TASK TO CARRY OUT => Each line of the listing that includes the string "LoadError" is to be identified and copied.

DATA FOR THIS EXERCISE =>
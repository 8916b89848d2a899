//! Chain command implementation

use anyhow::{Context, Result};
use std::path::Path;

use cascade::engine::ScanChain;
use cascade::store;

/// Print the rule chain that produced a scan.
pub fn chain_command(scan_path: &Path) -> Result<()> {
    let scan = store::load_scan(scan_path).context("loading scan manifest")?;
    let chain = ScanChain::of(&scan);

    if chain.is_empty() {
        println!("{}: root scan, no cascading rules applied", scan.name());
        return Ok(());
    }

    println!("{}: {} rule(s) applied", scan.name(), chain.len());
    for (index, rule) in chain.iter().enumerate() {
        println!("  {}. {}", index + 1, rule);
    }
    Ok(())
}
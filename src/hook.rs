//! Async boundary - collaborator traits and the cascade orchestrator
//!
//! The engine itself is pure; this module wires it to the outside world.
//! Findings, rules, and the scan-creation API are reached through traits so
//! the orchestration service, the CLI, and the tests can plug in their own
//! implementations.

use anyhow::Result;
use async_trait::async_trait;

use crate::domain::{CascadingRule, Finding, ParseDefinition, Scan};
use crate::engine::{self, Diagnostics, TracingDiagnostics};

/// Yields the findings of the scan being processed.
#[async_trait]
pub trait FindingsSource: Send + Sync {
    /// All findings, already normalized. Called exactly once per pass.
    async fn findings(&self) -> Result<Vec<Finding>>;
}

/// Supplies policy resources for a decision pass.
#[async_trait]
pub trait RuleSource: Send + Sync {
    /// All currently active cascading rules, in evaluation order.
    async fn active_rules(&self, scan: &Scan) -> Result<Vec<CascadingRule>>;

    /// The rule that caused `scan` to exist; absent for root scans.
    async fn applied_rule(&self, scan: &Scan) -> Result<Option<CascadingRule>>;

    /// Selector attribute mappings applicable to the scan.
    async fn parse_definition(&self, scan: &Scan) -> Result<ParseDefinition>;
}

/// Accepts a fully-formed scan specification and creates it asynchronously.
#[async_trait]
pub trait ScanSink: Send + Sync {
    async fn submit(&self, scan: Scan) -> Result<()>;
}

#[async_trait]
impl<T: ScanSink + ?Sized> ScanSink for std::sync::Arc<T> {
    async fn submit(&self, scan: Scan) -> Result<()> {
        (**self).submit(scan).await
    }
}

/// The decision-pass entry point.
///
/// One `handle` call per completed scan: load inputs, run the pure engine,
/// submit each synthesized child. Submissions happen sequentially, one at a
/// time, in result order; the first rejection propagates and aborts the
/// remainder of the pass. Scans submitted before the failure stay created -
/// there is no rollback and no retry here.
pub struct CascadeHook<F, R, K> {
    findings: F,
    rules: R,
    sink: K,
    diagnostics: Box<dyn Diagnostics + Send + Sync>,
}

impl<F, R, K> CascadeHook<F, R, K>
where
    F: FindingsSource,
    R: RuleSource,
    K: ScanSink,
{
    pub fn new(findings: F, rules: R, sink: K) -> Self {
        Self {
            findings,
            rules,
            sink,
            diagnostics: Box::new(TracingDiagnostics),
        }
    }

    pub fn with_diagnostics(mut self, diagnostics: impl Diagnostics + Send + Sync + 'static) -> Self {
        self.diagnostics = Box::new(diagnostics);
        self
    }

    /// Run one decision pass for `scan`. Returns the number of scans
    /// submitted.
    pub async fn handle(&self, scan: &Scan) -> Result<usize> {
        let findings = self.findings.findings().await?;
        let rules = self.rules.active_rules(scan).await?;
        let applied_rule = self.rules.applied_rule(scan).await?;
        let parse_definition = self.rules.parse_definition(scan).await?;

        let cascading_scans = engine::get_cascading_scans(
            scan,
            &findings,
            &rules,
            applied_rule.as_ref(),
            &parse_definition,
            self.diagnostics.as_ref(),
        );

        let total = cascading_scans.len();
        for cascading_scan in cascading_scans {
            self.sink.submit(cascading_scan).await?;
        }
        Ok(total)
    }
}
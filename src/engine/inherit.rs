//! Inheritance merging
//!
//! A child scan combines parent-scan fields with the (already templated)
//! rule's fields according to the parent's per-field inheritance flags:
//! maps shallow-merge with rule precedence, sequences concatenate parent
//! first, selectors intersect. With `inherit = false` the rule's value
//! stands alone.

use std::collections::BTreeMap;

use crate::domain::{
    CascadingRule, EnvVar, InitContainer, LabelSelector, Scan, Volume, VolumeMount,
};

/// Shallow merge: parent keys first, rule keys override on collision.
pub fn merge_inherited_map(
    parent: &BTreeMap<String, String>,
    rule: &BTreeMap<String, String>,
    inherit: bool,
) -> BTreeMap<String, String> {
    if !inherit {
        return rule.clone();
    }
    let mut merged = parent.clone();
    merged.extend(rule.iter().map(|(k, v)| (k.clone(), v.clone())));
    merged
}

/// Concatenation: parent entries, then rule entries, neither reordered.
pub fn merge_inherited_array<T: Clone>(parent: &[T], rule: &[T], inherit: bool) -> Vec<T> {
    if inherit {
        parent.iter().chain(rule.iter()).cloned().collect()
    } else {
        rule.to_vec()
    }
}

/// Boolean intersection: both selectors' constraints must hold on the child.
pub fn merge_inherited_selector(
    parent: Option<&LabelSelector>,
    rule: Option<&LabelSelector>,
    inherit: bool,
) -> Option<LabelSelector> {
    if !inherit {
        return rule.cloned();
    }
    if parent.is_none() && rule.is_none() {
        return None;
    }
    let parent = parent.cloned().unwrap_or_default();
    let rule = rule.cloned().unwrap_or_default();
    Some(LabelSelector {
        match_labels: merge_inherited_map(&parent.match_labels, &rule.match_labels, true),
        match_expressions: merge_inherited_array(
            &parent.match_expressions,
            &rule.match_expressions,
            true,
        ),
    })
}

/// Field groups a child scan draws from its parent and the rule.
#[derive(Debug)]
pub struct MergedScanFields {
    pub annotations: BTreeMap<String, String>,
    pub labels: BTreeMap<String, String>,
    pub env: Vec<EnvVar>,
    pub volumes: Vec<Volume>,
    pub volume_mounts: Vec<VolumeMount>,
    pub init_containers: Vec<InitContainer>,
    pub hook_selector: Option<LabelSelector>,
}

/// Apply the parent's inheritance policy to every field group. Absent
/// rule-side values enter the merge as empty collections.
pub fn merge_rule_with_scan(parent: &Scan, rule: &CascadingRule) -> MergedScanFields {
    let cascades = parent.cascades();
    let scan_spec = &rule.spec.scan_spec;

    MergedScanFields {
        annotations: merge_inherited_map(
            &parent.metadata.annotations,
            &rule.spec.scan_annotations,
            cascades.inherit_annotations,
        ),
        labels: merge_inherited_map(
            &parent.metadata.labels,
            &rule.spec.scan_labels,
            cascades.inherit_labels,
        ),
        env: merge_inherited_array(&parent.spec.env, &scan_spec.env, cascades.inherit_env),
        volumes: merge_inherited_array(
            &parent.spec.volumes,
            &scan_spec.volumes,
            cascades.inherit_volumes,
        ),
        // Mounts ride on the volume inheritance flag; a mount without its
        // volume would be unusable anyway.
        volume_mounts: merge_inherited_array(
            &parent.spec.volume_mounts,
            &scan_spec.volume_mounts,
            cascades.inherit_volumes,
        ),
        init_containers: merge_inherited_array(
            &parent.spec.init_containers,
            &scan_spec.init_containers,
            cascades.inherit_init_containers,
        ),
        hook_selector: merge_inherited_selector(
            parent.spec.hook_selector.as_ref(),
            scan_spec.hook_selector.as_ref(),
            cascades.inherit_hook_selector,
        ),
    }
}

#[cfg(test)]
mod tests {
    use super::*;
    use crate::domain::{LabelSelectorRequirement, SelectorOperator};

    fn map(entries: &[(&str, &str)]) -> BTreeMap<String, String> {
        entries
            .iter()
            .map(|(k, v)| (k.to_string(), v.to_string()))
            .collect()
    }

    #[test]
    fn test_map_merge_rule_wins_on_collision() {
        let parent = map(&[("team", "security"), ("tier", "internal")]);
        let rule = map(&[("tier", "external")]);

        let merged = merge_inherited_map(&parent, &rule, true);
        assert_eq!(merged.get("team").unwrap(), "security");
        assert_eq!(merged.get("tier").unwrap(), "external");

        let replaced = merge_inherited_map(&parent, &rule, false);
        assert_eq!(replaced, rule);
    }

    #[test]
    fn test_array_merge_preserves_both_orders() {
        let parent = vec![
            EnvVar::literal("A", "1"),
            EnvVar::literal("B", "2"),
        ];
        let rule = vec![EnvVar::literal("C", "3")];

        let merged = merge_inherited_array(&parent, &rule, true);
        assert_eq!(merged.len(), parent.len() + rule.len());
        assert_eq!(merged[0].name, "A");
        assert_eq!(merged[1].name, "B");
        assert_eq!(merged[2].name, "C");

        let replaced = merge_inherited_array(&parent, &rule, false);
        assert_eq!(replaced, rule);
    }

    #[test]
    fn test_selector_intersection() {
        let parent = LabelSelector {
            match_labels: map(&[("hook", "persistence")]),
            match_expressions: vec![],
        };
        let rule = LabelSelector {
            match_labels: BTreeMap::new(),
            match_expressions: vec![LabelSelectorRequirement {
                key: "notifications".to_string(),
                operator: SelectorOperator::DoesNotExist,
                values: vec![],
            }],
        };

        let merged =
            merge_inherited_selector(Some(&parent), Some(&rule), true).expect("merged selector");
        assert_eq!(merged.match_labels.get("hook").unwrap(), "persistence");
        assert_eq!(merged.match_expressions.len(), 1);

        let replaced = merge_inherited_selector(Some(&parent), Some(&rule), false);
        assert_eq!(replaced.as_ref(), Some(&rule));

        assert_eq!(merge_inherited_selector(None, None, true), None);
    }

    #[test]
    fn test_absent_rule_values_merge_as_empty() {
        use crate::domain::{CascadeSpec, Matches, ScanTemplate};

        let parent = Scan::new("nmap-network", "nmap")
            .with_cascades(CascadeSpec::inherit_all())
            .with_env(EnvVar::literal("DEPTH", "full"));
        let rule = CascadingRule::new(
            "probe",
            Matches::default(),
            ScanTemplate {
                scan_type: "nikto".into(),
                ..ScanTemplate::default()
            },
        );

        let merged = merge_rule_with_scan(&parent, &rule);
        assert_eq!(merged.env, parent.spec.env);
        assert!(merged.volumes.is_empty());
        assert!(merged.hook_selector.is_none());
    }
}
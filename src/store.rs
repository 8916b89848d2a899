//! File-backed collaborators
//!
//! Embedded in the orchestration service the engine is fed straight from the
//! resource API; the CLI and the integration tests implement the same traits
//! over plain manifest files instead. Scans, rules, and parse definitions
//! are YAML; findings arrive as the JSON array the result parsers emit.

use std::path::{Path, PathBuf};
use std::sync::Mutex;

use anyhow::Result;
use async_trait::async_trait;
use serde::Deserialize;

use crate::domain::{CascadingRule, Finding, ParseDefinition, Scan};
use crate::engine::ScanChain;
use crate::hook::{FindingsSource, RuleSource, ScanSink};

/// Errors loading resource manifests from disk.
#[derive(Debug, thiserror::Error)]
pub enum LoadError {
    #[error("failed to read {}: {source}", path.display())]
    Io {
        path: PathBuf,
        #[source]
        source: std::io::Error,
    },

    #[error("invalid YAML in {}: {source}", path.display())]
    Yaml {
        path: PathBuf,
        #[source]
        source: serde_yaml::Error,
    },

    #[error("invalid JSON in {}: {source}", path.display())]
    Json {
        path: PathBuf,
        #[source]
        source: serde_json::Error,
    },
}

fn read_file(path: &Path) -> Result<String, LoadError> {
    std::fs::read_to_string(path).map_err(|source| LoadError::Io {
        path: path.to_path_buf(),
        source,
    })
}

/// Load a scan manifest.
pub fn load_scan(path: &Path) -> Result<Scan, LoadError> {
    serde_yaml::from_str(&read_file(path)?).map_err(|source| LoadError::Yaml {
        path: path.to_path_buf(),
        source,
    })
}

/// Load findings as the result parsers emit them: one JSON array.
pub fn load_findings(path: &Path) -> Result<Vec<Finding>, LoadError> {
    serde_json::from_str(&read_file(path)?).map_err(|source| LoadError::Json {
        path: path.to_path_buf(),
        source,
    })
}

/// Load cascading rules: a YAML list, or `---`-separated documents.
pub fn load_rules(path: &Path) -> Result<Vec<CascadingRule>, LoadError> {
    let raw = read_file(path)?;
    if let Ok(rules) = serde_yaml::from_str::<Vec<CascadingRule>>(&raw) {
        return Ok(rules);
    }

    let mut rules = Vec::new();
    for document in serde_yaml::Deserializer::from_str(&raw) {
        let rule = CascadingRule::deserialize(document).map_err(|source| LoadError::Yaml {
            path: path.to_path_buf(),
            source,
        })?;
        rules.push(rule);
    }
    Ok(rules)
}

/// Load a parse-definition manifest.
pub fn load_parse_definition(path: &Path) -> Result<ParseDefinition, LoadError> {
    serde_yaml::from_str(&read_file(path)?).map_err(|source| LoadError::Yaml {
        path: path.to_path_buf(),
        source,
    })
}

/// Findings read from a file on demand.
pub struct FileFindings {
    path: PathBuf,
}

impl FileFindings {
    pub fn new(path: impl Into<PathBuf>) -> Self {
        Self { path: path.into() }
    }
}

#[async_trait]
impl FindingsSource for FileFindings {
    async fn findings(&self) -> Result<Vec<Finding>> {
        Ok(load_findings(&self.path)?)
    }
}

/// Rules held in memory, loaded from manifests up front.
pub struct StaticRules {
    rules: Vec<CascadingRule>,
    parse_definition: ParseDefinition,
}

impl StaticRules {
    pub fn new(rules: Vec<CascadingRule>, parse_definition: ParseDefinition) -> Self {
        Self {
            rules,
            parse_definition,
        }
    }

    /// Load rules and the optional parse definition from manifest files. A
    /// missing parse definition means no mappings, not an error.
    pub fn from_files(
        rules_path: &Path,
        parse_definition_path: Option<&Path>,
    ) -> Result<Self, LoadError> {
        let rules = load_rules(rules_path)?;
        let parse_definition = match parse_definition_path {
            Some(path) => load_parse_definition(path)?,
            None => ParseDefinition::default(),
        };
        Ok(Self::new(rules, parse_definition))
    }
}

#[async_trait]
impl RuleSource for StaticRules {
    async fn active_rules(&self, _scan: &Scan) -> Result<Vec<CascadingRule>> {
        Ok(self.rules.clone())
    }

    /// The orchestration API records which rule produced a scan; with plain
    /// files the last chain entry carries the same information.
    async fn applied_rule(&self, scan: &Scan) -> Result<Option<CascadingRule>> {
        let chain = ScanChain::of(scan);
        let Some(last) = chain.iter().last() else {
            return Ok(None);
        };
        Ok(self.rules.iter().find(|rule| rule.name() == last).cloned())
    }

    async fn parse_definition(&self, _scan: &Scan) -> Result<ParseDefinition> {
        Ok(self.parse_definition.clone())
    }
}

/// Sink that accumulates submissions in order. Test and dry-run stand-in.
#[derive(Default)]
pub struct CollectingSink {
    scans: Mutex<Vec<Scan>>,
}

impl CollectingSink {
    pub fn new() -> Self {
        Self::default()
    }

    /// Drain everything submitted so far, in submission order.
    pub fn take(&self) -> Vec<Scan> {
        std::mem::take(&mut *self.scans.lock().expect("lock"))
    }
}

#[async_trait]
impl ScanSink for CollectingSink {
    async fn submit(&self, scan: Scan) -> Result<()> {
        self.scans.lock().expect("lock").push(scan);
        Ok(())
    }
}

/// Sink that writes one manifest per scan into a directory, completing
/// `generateName` with a short unique suffix the way the resource store
/// would.
pub struct DirSink {
    dir: PathBuf,
}

impl DirSink {
    pub fn new(dir: impl Into<PathBuf>) -> Result<Self> {
        let dir = dir.into();
        std::fs::create_dir_all(&dir)?;
        Ok(Self { dir })
    }
}

#[async_trait]
impl ScanSink for DirSink {
    async fn submit(&self, mut scan: Scan) -> Result<()> {
        let prefix = scan.metadata.generate_name.clone().unwrap_or_default();
        let mut suffix = uuid::Uuid::new_v4().simple().to_string();
        suffix.truncate(5);
        let name = format!("{prefix}{suffix}");

        scan.metadata.name = Some(name.clone());
        scan.metadata.generate_name = None;

        let manifest = serde_yaml::to_string(&scan)?;
        tokio::fs::write(self.dir.join(format!("{name}.yaml")), manifest).await?;
        Ok(())
    }
}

SOLUTION TO THIS PROBLEM =>
pub enum LoadError {
fn read_file(path: &Path) -> Result<String, LoadError> {
    std::fs::read_to_string(path).map_err(|source| LoadError::Io {
pub fn load_scan(path: &Path) -> Result<Scan, LoadError> {
    serde_yaml::from_str(&read_file(path)?).map_err(|source| LoadError::Yaml {
pub fn load_findings(path: &Path) -> Result<Vec<Finding>, LoadError> {
    serde_json::from_str(&read_file(path)?).map_err(|source| LoadError::Json {
pub fn load_rules(path: &Path) -> Result<Vec<CascadingRule>, LoadError> {
        let rule = CascadingRule::deserialize(document).map_err(|source| LoadError::Yaml {
pub fn load_parse_definition(path: &Path) -> Result<ParseDefinition, LoadError> {
    serde_yaml::from_str(&read_file(path)?).map_err(|source| LoadError::Yaml {
    ) -> Result<Self, LoadError> {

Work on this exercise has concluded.